*Task requirements:* For the records below, print the lines from the line with "Returns the cached" through the line with "calculation is a" exactly as written; include both end lines and exclude the rest.

[Source material]

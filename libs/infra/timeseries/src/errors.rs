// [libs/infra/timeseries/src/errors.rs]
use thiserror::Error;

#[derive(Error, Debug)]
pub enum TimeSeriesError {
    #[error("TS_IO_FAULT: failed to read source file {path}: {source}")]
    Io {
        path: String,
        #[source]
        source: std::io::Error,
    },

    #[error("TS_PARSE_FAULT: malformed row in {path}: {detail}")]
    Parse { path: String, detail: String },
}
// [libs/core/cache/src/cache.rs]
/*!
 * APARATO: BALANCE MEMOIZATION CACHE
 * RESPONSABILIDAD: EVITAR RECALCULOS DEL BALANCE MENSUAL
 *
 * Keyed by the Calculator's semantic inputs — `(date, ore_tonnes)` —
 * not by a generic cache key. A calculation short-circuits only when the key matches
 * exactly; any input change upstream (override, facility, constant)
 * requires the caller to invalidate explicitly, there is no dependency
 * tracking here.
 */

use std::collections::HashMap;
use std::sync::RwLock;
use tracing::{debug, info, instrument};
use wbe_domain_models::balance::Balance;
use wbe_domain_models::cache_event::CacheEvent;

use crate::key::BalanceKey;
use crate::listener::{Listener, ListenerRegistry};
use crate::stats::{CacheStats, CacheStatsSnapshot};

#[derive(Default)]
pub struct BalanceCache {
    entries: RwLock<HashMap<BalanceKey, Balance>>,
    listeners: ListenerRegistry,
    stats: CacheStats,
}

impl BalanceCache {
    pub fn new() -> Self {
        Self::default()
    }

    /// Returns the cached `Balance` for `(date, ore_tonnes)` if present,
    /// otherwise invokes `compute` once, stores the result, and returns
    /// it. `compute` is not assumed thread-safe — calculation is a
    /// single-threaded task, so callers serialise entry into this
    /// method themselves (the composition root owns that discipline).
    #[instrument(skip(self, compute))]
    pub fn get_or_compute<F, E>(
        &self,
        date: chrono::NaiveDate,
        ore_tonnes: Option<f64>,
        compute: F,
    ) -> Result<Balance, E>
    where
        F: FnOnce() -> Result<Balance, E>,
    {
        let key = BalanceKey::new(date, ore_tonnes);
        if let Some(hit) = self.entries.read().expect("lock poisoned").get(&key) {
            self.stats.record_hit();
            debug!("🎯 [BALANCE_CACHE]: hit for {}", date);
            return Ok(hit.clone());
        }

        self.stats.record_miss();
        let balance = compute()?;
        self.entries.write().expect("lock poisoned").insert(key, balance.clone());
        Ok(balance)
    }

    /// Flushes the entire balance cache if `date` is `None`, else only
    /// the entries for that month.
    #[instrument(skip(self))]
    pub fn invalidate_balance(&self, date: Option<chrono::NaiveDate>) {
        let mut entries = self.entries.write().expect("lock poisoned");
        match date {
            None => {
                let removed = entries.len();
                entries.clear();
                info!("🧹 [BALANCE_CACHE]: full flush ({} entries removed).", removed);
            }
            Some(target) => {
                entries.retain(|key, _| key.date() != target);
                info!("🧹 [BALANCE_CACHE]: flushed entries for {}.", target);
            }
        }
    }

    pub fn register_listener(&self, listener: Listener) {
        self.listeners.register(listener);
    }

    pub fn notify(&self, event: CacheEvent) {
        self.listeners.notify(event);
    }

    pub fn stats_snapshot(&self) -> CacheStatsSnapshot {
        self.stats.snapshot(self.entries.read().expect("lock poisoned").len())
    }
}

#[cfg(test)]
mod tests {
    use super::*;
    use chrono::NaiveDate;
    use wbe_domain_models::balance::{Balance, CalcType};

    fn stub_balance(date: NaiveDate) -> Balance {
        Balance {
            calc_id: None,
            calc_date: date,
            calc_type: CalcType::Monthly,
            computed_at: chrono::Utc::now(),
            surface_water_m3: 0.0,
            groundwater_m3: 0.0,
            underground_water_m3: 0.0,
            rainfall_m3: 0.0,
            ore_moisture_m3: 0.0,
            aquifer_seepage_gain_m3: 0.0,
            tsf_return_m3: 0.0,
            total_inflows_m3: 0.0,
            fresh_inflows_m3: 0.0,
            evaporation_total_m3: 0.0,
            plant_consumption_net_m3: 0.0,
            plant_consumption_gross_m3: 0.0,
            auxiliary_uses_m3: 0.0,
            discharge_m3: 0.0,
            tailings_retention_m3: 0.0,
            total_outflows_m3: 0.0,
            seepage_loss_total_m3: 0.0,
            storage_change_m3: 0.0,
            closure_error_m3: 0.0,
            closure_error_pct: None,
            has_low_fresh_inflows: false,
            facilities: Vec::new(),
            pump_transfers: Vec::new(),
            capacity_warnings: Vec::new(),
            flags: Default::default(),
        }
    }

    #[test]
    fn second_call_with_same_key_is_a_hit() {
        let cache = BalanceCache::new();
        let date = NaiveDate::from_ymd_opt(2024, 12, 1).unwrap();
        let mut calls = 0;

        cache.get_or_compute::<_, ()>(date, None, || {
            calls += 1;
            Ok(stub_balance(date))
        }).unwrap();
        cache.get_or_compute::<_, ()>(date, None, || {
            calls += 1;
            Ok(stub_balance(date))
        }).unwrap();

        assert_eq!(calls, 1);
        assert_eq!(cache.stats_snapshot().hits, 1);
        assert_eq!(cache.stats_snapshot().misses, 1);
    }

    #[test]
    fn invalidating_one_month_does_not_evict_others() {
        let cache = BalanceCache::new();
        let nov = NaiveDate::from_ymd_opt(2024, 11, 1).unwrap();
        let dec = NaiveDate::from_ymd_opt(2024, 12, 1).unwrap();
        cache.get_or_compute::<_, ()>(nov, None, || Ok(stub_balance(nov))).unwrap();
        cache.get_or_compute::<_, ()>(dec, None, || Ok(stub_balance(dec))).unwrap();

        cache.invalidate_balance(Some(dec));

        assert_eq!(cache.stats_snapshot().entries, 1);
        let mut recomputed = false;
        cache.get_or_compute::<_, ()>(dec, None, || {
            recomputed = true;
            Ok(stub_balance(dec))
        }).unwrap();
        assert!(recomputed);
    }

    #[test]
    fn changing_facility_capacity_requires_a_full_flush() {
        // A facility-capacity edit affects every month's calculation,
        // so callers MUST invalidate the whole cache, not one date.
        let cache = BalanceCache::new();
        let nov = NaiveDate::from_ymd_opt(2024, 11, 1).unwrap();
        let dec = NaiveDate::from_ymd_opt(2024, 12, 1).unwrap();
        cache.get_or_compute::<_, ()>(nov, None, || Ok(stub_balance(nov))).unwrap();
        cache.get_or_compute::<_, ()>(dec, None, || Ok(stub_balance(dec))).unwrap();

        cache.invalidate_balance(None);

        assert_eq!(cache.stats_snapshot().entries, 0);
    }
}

[/Source material]

*The answer:*
    /// Returns the cached `Balance` for `(date, ore_tonnes)` if present,
    /// otherwise invokes `compute` once, stores the result, and returns
    /// it. `compute` is not assumed thread-safe — calculation is a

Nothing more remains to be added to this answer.